Though divinely created and spiritually edifying, however, marriage and the family remained a social estate of the earthly kingdom. All parties could partake of this institution, regardless of their faith. Though subject to divine law and clerical counseling, marriage and family life came within the ,jurisdiction of the magistrate, not the cleric; of the civil law, not the canon law. The magistrate, as God’s vice-regent of the earthly kingdom, was to set the laws for marriage formation, maintenance, and dissolution; child custody, care, and control; family property, inheritance, and commerce.

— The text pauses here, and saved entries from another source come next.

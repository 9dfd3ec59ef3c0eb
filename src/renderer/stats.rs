// renderer/stats.rs
use std::collections::VecDeque;
use std::time::{Duration, Instant};

use wgpu::PrimitiveTopology;

pub const DEFAULT_STATS_WINDOW: usize = 60;

/// Counters for a single frame.
#[derive(Debug, Clone, Copy, Default, PartialEq)]
pub struct FrameStats {
    pub operation_count: u32,
    pub pass_count: u32,
    pub vertex_count: u32,
    pub point_count: u32,
    pub line_count: u32,
    pub triangle_count: u32,
    pub duration: Duration,
}

impl FrameStats {
    /// Records one draw of `vertex_count` vertices.
    pub fn add_primitives(&mut self, topology: PrimitiveTopology, vertex_count: u32) {
        self.vertex_count += vertex_count;
        match topology {
            PrimitiveTopology::PointList => self.point_count += vertex_count,
            PrimitiveTopology::LineList => self.line_count += vertex_count / 2,
            PrimitiveTopology::LineStrip => self.line_count += vertex_count.saturating_sub(1),
            PrimitiveTopology::TriangleList => self.triangle_count += vertex_count / 3,
            PrimitiveTopology::TriangleStrip => {
                self.triangle_count += vertex_count.saturating_sub(2)
            }
        }
    }
}

/// Rolling per-frame statistics.  The newest frame is the one currently
/// being recorded.
#[derive(Debug)]
pub struct RenderStats {
    frames: VecDeque<FrameStats>,
    window: usize,
    frame_count: u64,
    frame_rate: f32,
    frame_started: Instant,
    texture_count: u32,
    program_count: u32,
}

impl RenderStats {
    pub fn new(window: usize) -> Self {
        let mut frames = VecDeque::with_capacity(window + 1);
        frames.push_front(FrameStats::default());
        Self {
            frames,
            window: window.max(1),
            frame_count: 0,
            frame_rate: 0.0,
            frame_started: Instant::now(),
            texture_count: 0,
            program_count: 0,
        }
    }

    /// Closes the current frame and starts recording a new one.
    pub fn add_frame(&mut self) {
        let now = Instant::now();
        let elapsed = now.duration_since(self.frame_started);
        self.frame_started = now;
        self.push_frame(elapsed);
    }

    fn push_frame(&mut self, elapsed: Duration) {
        self.frame_count += 1;

        if let Some(current) = self.frames.front_mut() {
            current.duration = elapsed;
        }

        let total: f32 = self
            .frames
            .iter()
            .map(|frame| frame.duration.as_secs_f32())
            .sum();
        self.frame_rate = if total > 0.0 {
            self.frames.len() as f32 / total
        } else {
            0.0
        };

        self.frames.push_front(FrameStats::default());
        self.frames.truncate(self.window);
    }

    pub(crate) fn current_mut(&mut self) -> &mut FrameStats {
        if self.frames.is_empty() {
            self.frames.push_front(FrameStats::default());
        }
        &mut self.frames[0]
    }

    pub(crate) fn add_operation(&mut self) {
        self.current_mut().operation_count += 1;
    }

    pub(crate) fn add_pass(&mut self) {
        self.current_mut().pass_count += 1;
    }

    pub(crate) fn add_primitives(&mut self, topology: PrimitiveTopology, vertex_count: u32) {
        self.current_mut().add_primitives(topology, vertex_count);
    }

    pub(crate) fn add_texture(&mut self) {
        self.texture_count += 1;
    }

    pub(crate) fn add_program(&mut self) {
        self.program_count += 1;
    }

    /// Stats of the frame being recorded.
    pub fn current(&self) -> FrameStats {
        self.frames.front().copied().unwrap_or_default()
    }

    /// Completed frames, newest first.
    pub fn completed(&self) -> impl Iterator<Item = &FrameStats> {
        self.frames.iter().skip(1)
    }

    pub fn frame_count(&self) -> u64 {
        self.frame_count
    }

    /// Frames per second over the retained window.
    pub fn frame_rate(&self) -> f32 {
        self.frame_rate
    }

    pub fn texture_count(&self) -> u32 {
        self.texture_count
    }

    pub fn program_count(&self) -> u32 {
        self.program_count
    }
}

impl Default for RenderStats {
    fn default() -> Self {
        Self::new(DEFAULT_STATS_WINDOW)
    }
}
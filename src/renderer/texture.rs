// renderer/texture.rs
use bitflags::bitflags;
use wgpu::{AddressMode, FilterMode, TextureDimension};

use crate::renderer::device::TextureId;

bitflags! {
    #[derive(Debug, Clone, Copy, PartialEq, Eq, Hash)]
    pub struct TextureFlags: u32 {
        /// Allocate and generate the full mip chain.
        const MIPMAPPED = 1 << 0;
    }
}

impl Default for TextureFlags {
    fn default() -> Self {
        TextureFlags::MIPMAPPED
    }
}

/// Minification filter: a base filter plus an optional filter between mip
/// levels.  `mipmap: None` samples the base level only.
#[derive(Debug, Clone, Copy, PartialEq, Eq, Hash)]
pub struct MinFilter {
    pub filter: FilterMode,
    pub mipmap: Option<FilterMode>,
}

impl MinFilter {
    pub const NEAREST: Self = Self::new(FilterMode::Nearest, None);
    pub const LINEAR: Self = Self::new(FilterMode::Linear, None);
    pub const NEAREST_MIPMAP_NEAREST: Self =
        Self::new(FilterMode::Nearest, Some(FilterMode::Nearest));
    pub const NEAREST_MIPMAP_LINEAR: Self =
        Self::new(FilterMode::Nearest, Some(FilterMode::Linear));
    pub const LINEAR_MIPMAP_NEAREST: Self =
        Self::new(FilterMode::Linear, Some(FilterMode::Nearest));
    pub const LINEAR_MIPMAP_LINEAR: Self = Self::new(FilterMode::Linear, Some(FilterMode::Linear));

    pub const fn new(filter: FilterMode, mipmap: Option<FilterMode>) -> Self {
        Self { filter, mipmap }
    }

    pub fn uses_mipmaps(&self) -> bool {
        self.mipmap.is_some()
    }

    /// The equivalent filter for a texture without mip levels.
    pub fn without_mipmaps(self) -> Self {
        Self {
            mipmap: None,
            ..self
        }
    }
}

/// Sampling state last sent to the device for one texture object.
///
/// This is object state, not texture-unit state: it follows the texture to
/// whichever unit it is bound on.  `None` means the device value is unknown
/// and must be sent before it can be relied upon.  Only the texture-layer
/// binding code writes to it.
#[derive(Debug, Clone, Copy, PartialEq, Eq, Default)]
pub struct SamplerCache {
    pub min_filter: Option<MinFilter>,
    pub mag_filter: Option<FilterMode>,
    pub address_mode: Option<AddressMode>,
}

impl SamplerCache {
    /// State of a freshly created texture object.
    pub const DEVICE_DEFAULT: Self = Self {
        min_filter: Some(MinFilter::NEAREST_MIPMAP_LINEAR),
        mag_filter: Some(FilterMode::Linear),
        address_mode: Some(AddressMode::Repeat),
    };

    pub const UNKNOWN: Self = Self {
        min_filter: None,
        mag_filter: None,
        address_mode: None,
    };
}

#[derive(Debug)]
pub struct Texture {
    id: TextureId,
    name: String,
    dimension: TextureDimension,
    width: u32,
    height: u32,
    depth: u32,
    mip_levels: u32,
    flags: TextureFlags,
    pub(crate) sampler: SamplerCache,
}

impl Texture {
    pub(crate) fn new(
        id: TextureId,
        name: &str,
        dimension: TextureDimension,
        (width, height, depth): (u32, u32, u32),
        flags: TextureFlags,
    ) -> Self {
        let mip_levels = Self::mip_levels_for(flags, (width, height, depth));

        Self {
            id,
            name: name.to_owned(),
            dimension,
            width,
            height,
            depth,
            mip_levels,
            flags,
            sampler: SamplerCache::DEVICE_DEFAULT,
        }
    }

    /// Mip levels a texture of this size and these flags is created with.
    pub(crate) fn mip_levels_for(flags: TextureFlags, (width, height, depth): (u32, u32, u32)) -> u32 {
        if flags.contains(TextureFlags::MIPMAPPED) {
            Self::calculate_mip_levels(width, height.max(depth))
        } else {
            1
        }
    }

    /// Calculate the number of mip levels for a given texture size
    pub(crate) fn calculate_mip_levels(width: u32, height: u32) -> u32 {
        let max_dimension = width.max(height).max(1);
        u32::BITS - max_dimension.leading_zeros()
    }

    pub fn id(&self) -> TextureId {
        self.id
    }

    pub fn name(&self) -> &str {
        &self.name
    }

    pub fn dimension(&self) -> TextureDimension {
        self.dimension
    }

    pub fn size(&self) -> (u32, u32, u32) {
        (self.width, self.height, self.depth)
    }

    pub fn mip_levels(&self) -> u32 {
        self.mip_levels
    }

    pub fn flags(&self) -> TextureFlags {
        self.flags
    }

    pub fn is_mipmapped(&self) -> bool {
        self.mip_levels > 1
    }

    pub fn sampler_cache(&self) -> &SamplerCache {
        &self.sampler
    }

    /// The min filter the device will actually be given for `requested`.
    pub fn effective_min_filter(&self, requested: MinFilter) -> MinFilter {
        if self.is_mipmapped() {
            requested
        } else {
            requested.without_mipmaps()
        }
    }
}

/// Texels for a `size`×`size` RGBA8 checkerboard with 1-texel squares.
pub(crate) fn checker_texels(size: u32, base: [u8; 4], checker: [u8; 4]) -> Vec<u8> {
    let mut texels: Vec<[u8; 4]> = Vec::with_capacity((size * size) as usize);
    for y in 0..size {
        for x in 0..size {
            texels.push(if (x + y) % 2 == 0 { base } else { checker });
        }
    }
    bytemuck::cast_slice(&texels).to_vec()
}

Political leaders rapidly translated this new Protestant gospel into civil law. Just as the civil act of marriage often came to signal a person’s conversion to Protestantism, so the Civil Marriage Act came to symbolize a political community’s acceptance of the new Evangelical theology. Political leaders were quick to establish comprehensive new marriage laws for their polities, sometimes building on late medieval civil laws that had already controlled some aspects of this institution. The first reformation ordinances on marriage and family life were promulgated in 1522. More than sixty such laws were on the books by the time of Luther’s death in 1546. The number of new marriage laws more than doubled again in the second half of the sixteenth century in Evangelical portions of Germany. Collectively, these new Evangelical marriage laws: (1) shifted primary marital jurisdiction from the Church to the state; (2) strongly encouraged the marriage of clergy; (3) denied that celibacy, virginity, and monasticism were superior callings to marriage; (4) denied the sacramentality of marriage and the religious tests and impediments traditionally imposed on its participants; (5) modified the doctrine of consent to betrothal and marriage, and required the participation of parents, peers, priests, and political officials in the process of marriage formation; (6) sharply curtailed the number of impediments to betrothal and putative marriages; and (7) introduced divorce, in the modern sense, on proof of adultery, malicious desertion, and other faults, with a subsequent right to remarriage at least for the innocent party. These changes eventually brought profound and permanent change to the life, lore, and law of marriage in Evangelical Germany.
John Witte, Jr., Law and Protestantism: The Legal Teachings of the Lutheran Reformation (Cambridge, United Kingdom: Cambridge University Press, 2002), 200-202.